▶ Requirement: Reproduce only the stretch of entries below that begins at the first line and ends at the line holding "let mut minus = tau.clone();".

◇ ◇ ◇ ◇ ◇

use std::sync::Arc;

use gsplines::quadrature::gauss_legendre;
use gsplines::{Basis, DerivativeWeight, SobolevError, SobolevNorm};
use ndarray::{Array1, Array2, array};
use rand::rngs::StdRng;
use rand::{Rng, SeedableRng};

fn random_waypoints(rng: &mut StdRng, rows: usize, cols: usize) -> Array2<f64> {
    Array2::from_shape_fn((rows, cols), |_| rng.gen_range(-2.0..2.0))
}

fn finite_difference_gradient(
    norm: &mut SobolevNorm,
    tau: &Array1<f64>,
    h: f64,
) -> Array1<f64> {
    let mut grad = Array1::zeros(tau.len());
    for p in 0..tau.len() {
        let mut plus = tau.clone();
        plus[p] += h;
        let mut minus = tau.clone();
        minus[p] -= h;
        grad[p] = (norm.value(&plus).unwrap() - norm.value(&minus).unwrap()) / (2.0 * h);
    }
    grad
}

#[test]
fn value_agrees_with_quadrature_of_the_integrand() {
    // Cross-check J = Σ w·∫‖x^{(k)}‖² against per-interval Gauss–Legendre
    // quadrature of the differentiated gspline itself.
    let mut rng = StdRng::seed_from_u64(0xC0_0001);
    let basis = Arc::new(Basis::legendre(6).unwrap());
    let waypoints = random_waypoints(&mut rng, 4, 2);
    let mut norm = SobolevNorm::new(
        waypoints,
        basis,
        vec![DerivativeWeight::new(3, 1.0)],
    )
    .unwrap();

    let tau = array![1.0, 1.5, 0.5];
    let nominal = norm.value(&tau).unwrap();

    let g = norm.gspline(&tau).unwrap();
    let d3 = g.derivate(3).unwrap();
    let rule = gauss_legendre(12);
    let mut quadrature = 0.0;
    for i in 0..3 {
        let t0 = g.breakpoints()[i];
        let tf = g.breakpoints()[i + 1];
        quadrature += (tf - t0) / 2.0
            * rule.integrate(|s| {
                let t = t0 + (s + 1.0) / 2.0 * (tf - t0);
                let v = d3.value_at(t).unwrap();
                v.dot(&v)
            });
    }
    assert!(
        (nominal - quadrature).abs() <= 1e-8 * (1.0 + quadrature.abs()),
        "value {nominal} vs quadrature {quadrature}"
    );
}

#[test]
fn gradient_matches_finite_differences_on_mixed_weights() {
    // N = 4, d = 4, c = 3, weights {(1, 0.3), (2, 0.7)}.
    let mut rng = StdRng::seed_from_u64(0xC0_0002);
    let basis = Arc::new(Basis::legendre(4).unwrap());
    let waypoints = random_waypoints(&mut rng, 5, 3);
    let mut norm = SobolevNorm::new(
        waypoints,
        basis,
        vec![
            DerivativeWeight::new(1, 0.3),
            DerivativeWeight::new(2, 0.7),
        ],
    )
    .unwrap();

    let tau = array![0.9, 1.2, 1.1, 0.8];
    let analytic = norm.gradient(&tau).unwrap();
    let fd = finite_difference_gradient(&mut norm, &tau, 1e-6);

    let scale = 1.0 + analytic.iter().fold(0.0f64, |m, v| m.max(v.abs()));
    for p in 0..4 {
        assert!(
            (analytic[p] - fd[p]).abs() <= 1e-5 * scale,
            "component {p}: analytic {} vs fd {}",
            analytic[p],
            fd[p]
        );
    }
}

#[test]
fn gradient_matches_finite_differences_for_minimum_jerk_weights() {
    let mut rng = StdRng::seed_from_u64(0xC0_0003);
    let basis = Arc::new(Basis::legendre(6).unwrap());
    let waypoints = random_waypoints(&mut rng, 5, 2);
    let mut norm = SobolevNorm::new(
        waypoints,
        basis,
        vec![DerivativeWeight::new(3, 1.0)],
    )
    .unwrap();

    let tau = array![1.4, 0.7, 1.1, 0.8];
    let analytic = norm.gradient(&tau).unwrap();
    let fd = finite_difference_gradient(&mut norm, &tau, 1e-6);

    let scale = 1.0 + analytic.iter().fold(0.0f64, |m, v| m.max(v.abs()));
    for p in 0..4 {
        assert!(
            (analytic[p] - fd[p]).abs() <= 1e-5 * scale,
            "component {p}: analytic {} vs fd {}",
            analytic[p],
            fd[p]
        );
    }
}

#[test]
fn tenten_gradient_matches_finite_differences() {
    // Exercises the τ-coupled window family: interpolation rows contribute
    // to ∂A/∂τ and the energy blocks are integrated numerically.
    let basis = Arc::new(Basis::tenten(0.5).unwrap());
    let waypoints = array![[0.0], [1.0], [0.0]];
    let mut norm = SobolevNorm::new(
        waypoints,
        basis,
        vec![DerivativeWeight::new(3, 1.0)],
    )
    .unwrap();

    let tau = array![0.8, 1.2];
    let analytic = norm.gradient(&tau).unwrap();
    let fd = finite_difference_gradient(&mut norm, &tau, 1e-6);

    let scale = 1.0 + analytic.iter().fold(0.0f64, |m, v| m.max(v.abs()));
    for p in 0..2 {
        assert!(
            (analytic[p] - fd[p]).abs() <= 1e-5 * scale,
            "component {p}: analytic {} vs fd {}",
            analytic[p],
            fd[p]
        );
    }
}

#[test]
fn weight_validation_happens_at_construction() {
    let basis = Arc::new(Basis::legendre(6).unwrap());
    let waypoints = array![[0.0], [1.0], [0.0]];
    assert!(matches!(
        SobolevNorm::new(
            waypoints.clone(),
            basis.clone(),
            vec![DerivativeWeight::new(3, 0.0)]
        ),
        Err(SobolevError::InvalidWeight { .. })
    ));
    assert!(matches!(
        SobolevNorm::new(waypoints, basis, vec![]),
        Err(SobolevError::EmptyWeights)
    ));
}
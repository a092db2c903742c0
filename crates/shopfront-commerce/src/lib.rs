//! Commerce domain types for the Shopfront storefront.
//!
//! This crate provides the state the storefront keeps in the browser:
//!
//! - **Money**: cents-based amounts with currency-aware formatting
//! - **Cart**: ordered line items keyed by product name, with totals
//! - **Snapshot**: the persisted JSON form of a cart
//! - **Catalog**: products and the category filter used on listing pages
//!
//! # Example
//!
//! ```
//! use shopfront_commerce::prelude::*;
//!
//! let mut cart = Cart::new(Currency::USD);
//! cart.add("Widget", Money::from_decimal(9.99, Currency::USD)).unwrap();
//! cart.add("Widget", Money::from_decimal(9.99, Currency::USD)).unwrap();
//! cart.add("Gadget", Money::from_decimal(4.50, Currency::USD)).unwrap();
//!
//! assert_eq!(cart.total_quantity(), 3);
//! assert_eq!(cart.total_price().unwrap().display_amount(), "24.48");
//! ```

pub mod error;
pub mod money;

pub mod cart;
pub mod catalog;

pub use error::CommerceError;
pub use money::{Currency, Money};

pub use cart::{Cart, CartItem, SnapshotItem, MAX_QUANTITY_PER_ITEM};
pub use catalog::{CategoryFilter, Product};

/// Prelude for convenient imports.
pub mod prelude {
    pub use crate::error::CommerceError;
    pub use crate::money::{Currency, Money};

    // Cart
    pub use crate::cart::{Cart, CartItem, SnapshotItem, MAX_QUANTITY_PER_ITEM};

    // Catalog
    pub use crate::catalog::{CategoryFilter, Product};
}
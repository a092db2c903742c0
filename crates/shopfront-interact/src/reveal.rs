//! Scroll reveal engine.
//!
//! Targets are registered once at page load. The first intersection report
//! at or above the threshold reveals a target: its progress fill drops to
//! zero and comes back after a short delay, and its counters start ticking.
//! Revealed targets never go back to pending.

use std::time::Duration;

use crate::command::{Command, CounterId, RevealId, Task};
use crate::config::SiteConfig;
use crate::counter::Counter;

/// What the page declares for one reveal target.
#[derive(Debug, Clone, Default, PartialEq, Eq)]
pub struct RevealSpec {
    /// Authored width of the progress fill, such as `"85%"`.
    pub progress_width: Option<String>,
    /// Authored texts of the counters inside the target.
    pub counters: Vec<String>,
    /// Per-element animation delay.
    pub delay_ms: Option<u64>,
}

impl RevealSpec {
    pub fn new() -> Self {
        Self::default()
    }

    pub fn with_progress(mut self, width: impl Into<String>) -> Self {
        self.progress_width = Some(width.into());
        self
    }

    pub fn with_counter(mut self, text: impl Into<String>) -> Self {
        self.counters.push(text.into());
        self
    }

    pub fn with_delay(mut self, delay_ms: u64) -> Self {
        self.delay_ms = Some(delay_ms);
        self
    }
}

#[derive(Debug, Clone, Copy, PartialEq, Eq)]
pub enum RevealState {
    Pending,
    Revealed,
}

/// A progress bar fill inside a reveal target.
#[derive(Debug, Clone, PartialEq, Eq)]
pub struct ProgressFill {
    target_width: String,
    width: String,
}

impl ProgressFill {
    fn new(target_width: String) -> Self {
        Self {
            width: target_width.clone(),
            target_width,
        }
    }

    /// Width currently applied.
    pub fn width(&self) -> &str {
        &self.width
    }

    /// Authored width.
    pub fn target_width(&self) -> &str {
        &self.target_width
    }
}

/// A registered reveal target.
#[derive(Debug, Clone, PartialEq)]
pub struct RevealTarget {
    id: RevealId,
    state: RevealState,
    progress: Option<ProgressFill>,
    counters: Vec<CounterId>,
    delay_ms: Option<u64>,
}

impl RevealTarget {
    pub fn id(&self) -> RevealId {
        self.id
    }

    pub fn state(&self) -> RevealState {
        self.state
    }

    pub fn is_revealed(&self) -> bool {
        self.state == RevealState::Revealed
    }

    pub fn progress(&self) -> Option<&ProgressFill> {
        self.progress.as_ref()
    }

    /// Counters nested in this target.
    pub fn counters(&self) -> &[CounterId] {
        &self.counters
    }

    /// The `animation-delay` style value, if one was authored.
    pub fn animation_delay(&self) -> Option<String> {
        self.delay_ms.map(|ms| format!("{}ms", ms))
    }
}

/// Owns every reveal target and counter on the page.
#[derive(Debug, Clone)]
pub struct RevealEngine {
    targets: Vec<RevealTarget>,
    counters: Vec<Counter>,
    threshold: f64,
    steps: u32,
    interval: Duration,
    restore_delay: Duration,
    separator: char,
}

impl RevealEngine {
    pub fn new(config: &SiteConfig) -> Self {
        Self {
            targets: Vec::new(),
            counters: Vec::new(),
            threshold: config.reveal_threshold,
            steps: config.counter_steps,
            interval: config.counter_interval(),
            restore_delay: config.progress_restore_delay(),
            separator: config.thousands_separator,
        }
    }

    /// Register a target and its counters.
    pub fn register(&mut self, spec: RevealSpec) -> RevealId {
        let id = RevealId(self.targets.len());
        let counters = spec
            .counters
            .into_iter()
            .map(|text| {
                let counter_id = CounterId(self.counters.len());
                self.counters
                    .push(Counter::new(counter_id, text, self.separator));
                counter_id
            })
            .collect();
        self.targets.push(RevealTarget {
            id,
            state: RevealState::Pending,
            progress: spec.progress_width.map(ProgressFill::new),
            counters,
            delay_ms: spec.delay_ms,
        });
        id
    }

    pub fn target(&self, id: RevealId) -> Option<&RevealTarget> {
        self.targets.get(id.0)
    }

    pub fn targets(&self) -> &[RevealTarget] {
        &self.targets
    }

    pub fn counter(&self, id: CounterId) -> Option<&Counter> {
        self.counters.get(id.0)
    }

    /// Text a counter currently shows.
    pub fn counter_text(&self, id: CounterId) -> Option<&str> {
        self.counter(id).map(Counter::text)
    }

    /// Handle a visibility report. Below the threshold, for unknown ids and
    /// for already revealed targets this does nothing.
    pub fn intersect(&mut self, id: RevealId, ratio: f64) -> Vec<Task> {
        if ratio.is_nan() || ratio < self.threshold {
            return Vec::new();
        }
        let Some(target) = self.targets.get_mut(id.0) else {
            return Vec::new();
        };
        if target.is_revealed() {
            return Vec::new();
        }
        target.state = RevealState::Revealed;

        let mut tasks = Vec::new();
        if let Some(fill) = target.progress.as_mut() {
            fill.width = "0".to_string();
            tasks.push(Task::schedule(
                self.restore_delay,
                Command::RestoreProgress(id),
            ));
        }

        for counter_id in target.counters.clone() {
            let Some(counter) = self.counters.get_mut(counter_id.0) else {
                continue;
            };
            if counter.start(self.steps) {
                tasks.push(Task::StartInterval {
                    timer: counter.timer(),
                    every: self.interval,
                    command: Command::CounterTick(counter_id),
                });
            }
        }
        tasks
    }

    /// Put a progress fill back to its authored width.
    pub fn restore_progress(&mut self, id: RevealId) {
        if let Some(fill) = self
            .targets
            .get_mut(id.0)
            .and_then(|t| t.progress.as_mut())
        {
            fill.width = fill.target_width.clone();
        }
    }

    /// Advance a counter; its interval is cancelled once it finishes.
    pub fn counter_tick(&mut self, id: CounterId) -> Vec<Task> {
        let Some(counter) = self.counters.get_mut(id.0) else {
            return Vec::new();
        };
        if counter.tick() {
            vec![Task::CancelInterval {
                timer: counter.timer(),
            }]
        } else {
            Vec::new()
        }
    }
}

#[cfg(test)]
mod tests {
    use super::*;
    use crate::queue::TaskQueue;

    fn ms(n: u64) -> Duration {
        Duration::from_millis(n)
    }

    fn drive(engine: &mut RevealEngine, queue: &mut TaskQueue, by: Duration) {
        queue.advance(by, |command| match command {
            Command::RestoreProgress(id) => {
                engine.restore_progress(id);
                Vec::new()
            }
            Command::CounterTick(id) => engine.counter_tick(id),
            _ => Vec::new(),
        });
    }

    #[test]
    fn test_below_threshold_stays_pending() {
        let mut engine = RevealEngine::new(&SiteConfig::default());
        let id = engine.register(RevealSpec::new().with_progress("85%"));
        assert!(engine.intersect(id, 0.05).is_empty());
        assert_eq!(engine.target(id).unwrap().state(), RevealState::Pending);
        assert_eq!(engine.target(id).unwrap().progress().unwrap().width(), "85%");
    }

    #[test]
    fn test_progress_reset_and_restored() {
        let mut engine = RevealEngine::new(&SiteConfig::default());
        let mut queue = TaskQueue::new();
        let id = engine.register(RevealSpec::new().with_progress("85%"));

        queue.push_all(engine.intersect(id, 0.1));
        let target = engine.target(id).unwrap();
        assert!(target.is_revealed());
        assert_eq!(target.progress().unwrap().width(), "0");

        drive(&mut engine, &mut queue, ms(99));
        assert_eq!(engine.target(id).unwrap().progress().unwrap().width(), "0");
        drive(&mut engine, &mut queue, ms(1));
        assert_eq!(engine.target(id).unwrap().progress().unwrap().width(), "85%");
    }

    #[test]
    fn test_reveal_is_one_shot() {
        let mut engine = RevealEngine::new(&SiteConfig::default());
        let id = engine.register(RevealSpec::new().with_counter("500"));
        assert_eq!(engine.intersect(id, 0.5).len(), 1);
        assert!(engine.intersect(id, 1.0).is_empty());
        assert!(engine.intersect(RevealId(9), 1.0).is_empty());
    }

    #[test]
    fn test_counters_run_to_target() {
        let mut engine = RevealEngine::new(&SiteConfig::default());
        let mut queue = TaskQueue::new();
        let id = engine.register(
            RevealSpec::new()
                .with_counter("1000")
                .with_counter("$10-20")
                .with_counter("98%"),
        );
        let counters = engine.target(id).unwrap().counters().to_vec();

        let tasks = engine.intersect(id, 0.3);
        // The range never gets an interval.
        assert_eq!(tasks.len(), 2);
        queue.push_all(tasks);

        drive(&mut engine, &mut queue, ms(30 * 60));
        assert_eq!(engine.counter_text(counters[0]), Some("1000"));
        assert_eq!(engine.counter_text(counters[1]), Some("$10-20"));
        assert_eq!(engine.counter_text(counters[2]), Some("98%"));
        assert!(queue.is_idle());
        assert_eq!(queue.cancelled_timers().len(), 2);
    }

    #[test]
    fn test_animation_delay() {
        let mut engine = RevealEngine::new(&SiteConfig::default());
        let id = engine.register(RevealSpec::new().with_delay(200));
        assert_eq!(
            engine.target(id).unwrap().animation_delay().as_deref(),
            Some("200ms")
        );
    }
}
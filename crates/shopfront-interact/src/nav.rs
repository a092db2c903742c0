//! Navigation: mobile menu, active links and floating hero images.

/// Icon shown in the hamburger button.
#[derive(Debug, Clone, Copy, PartialEq, Eq)]
pub enum MenuIcon {
    Bars,
    Times,
}

impl MenuIcon {
    pub fn class(&self) -> &'static str {
        match self {
            MenuIcon::Bars => "fa-bars",
            MenuIcon::Times => "fa-times",
        }
    }
}

/// Open state of the mobile menu.
#[derive(Debug, Clone, Copy, Default, PartialEq, Eq)]
pub struct MenuState {
    open: bool,
}

impl MenuState {
    pub fn is_open(&self) -> bool {
        self.open
    }

    pub fn toggle(&mut self) {
        self.open = !self.open;
    }

    /// A document click outside the hamburger and the menu closes it.
    pub fn document_click(&mut self, on_menu: bool) {
        if !on_menu {
            self.open = false;
        }
    }

    pub fn icon(&self) -> MenuIcon {
        if self.open {
            MenuIcon::Times
        } else {
            MenuIcon::Bars
        }
    }
}

/// Page named by the last segment of `pathname`, `index.html` when empty.
pub fn current_page(pathname: &str) -> &str {
    match pathname.rsplit('/').next() {
        Some(page) if !page.is_empty() => page,
        _ => "index.html",
    }
}

/// Whether a navigation link pointing at `href` is the active one.
pub fn is_active_link(href: &str, current: &str) -> bool {
    href == current
}

/// Staggered `animation-delay` of the floating image at `index`.
pub fn animation_delay(index: usize) -> String {
    let ms = index as f64 * 200.0;
    format!("{}s", ms / 1000.0)
}

/// Vertical parallax shift in pixels for the floating image at `index`.
pub fn parallax_offset(scrolled: f64, index: usize) -> f64 {
    let rate = scrolled * -0.1;
    rate * (0.1 + index as f64 * 0.05)
}

/// The `transform` style for a parallax shift.
pub fn parallax_transform(offset: f64) -> String {
    format!("translateY({}px)", offset)
}

#[cfg(test)]
mod tests {
    use super::*;

    #[test]
    fn test_menu_toggle_and_outside_click() {
        let mut menu = MenuState::default();
        assert_eq!(menu.icon(), MenuIcon::Bars);
        menu.toggle();
        assert!(menu.is_open());
        assert_eq!(menu.icon().class(), "fa-times");

        menu.document_click(true);
        assert!(menu.is_open());
        menu.document_click(false);
        assert!(!menu.is_open());
        assert_eq!(menu.icon(), MenuIcon::Bars);
    }

    #[test]
    fn test_current_page() {
        assert_eq!(current_page("/shop/products.html"), "products.html");
        assert_eq!(current_page("/"), "index.html");
        assert_eq!(current_page(""), "index.html");
        assert_eq!(current_page("contact.html"), "contact.html");
        assert!(is_active_link("index.html", current_page("/")));
        assert!(!is_active_link("about.html", current_page("/")));
    }

    #[test]
    fn test_floating_images() {
        assert_eq!(animation_delay(0), "0s");
        assert_eq!(animation_delay(3), "0.6s");
        assert!(parallax_offset(0.0, 2).abs() < f64::EPSILON);
        assert!((parallax_offset(100.0, 0) - -1.0).abs() < 1e-9);
        assert!((parallax_offset(100.0, 2) - -2.0).abs() < 1e-9);
        assert_eq!(parallax_transform(-1.5), "translateY(-1.5px)");
    }
}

◇ ◇ ◇ ◇ ◇

▶ Your solution:
use std::sync::Arc;

use gsplines::quadrature::gauss_legendre;
use gsplines::{Basis, DerivativeWeight, SobolevError, SobolevNorm};
use ndarray::{Array1, Array2, array};
use rand::rngs::StdRng;
use rand::{Rng, SeedableRng};

fn random_waypoints(rng: &mut StdRng, rows: usize, cols: usize) -> Array2<f64> {
    Array2::from_shape_fn((rows, cols), |_| rng.gen_range(-2.0..2.0))
}

fn finite_difference_gradient(
    norm: &mut SobolevNorm,
    tau: &Array1<f64>,
    h: f64,
) -> Array1<f64> {
    let mut grad = Array1::zeros(tau.len());
    for p in 0..tau.len() {
        let mut plus = tau.clone();
        plus[p] += h;
        let mut minus = tau.clone();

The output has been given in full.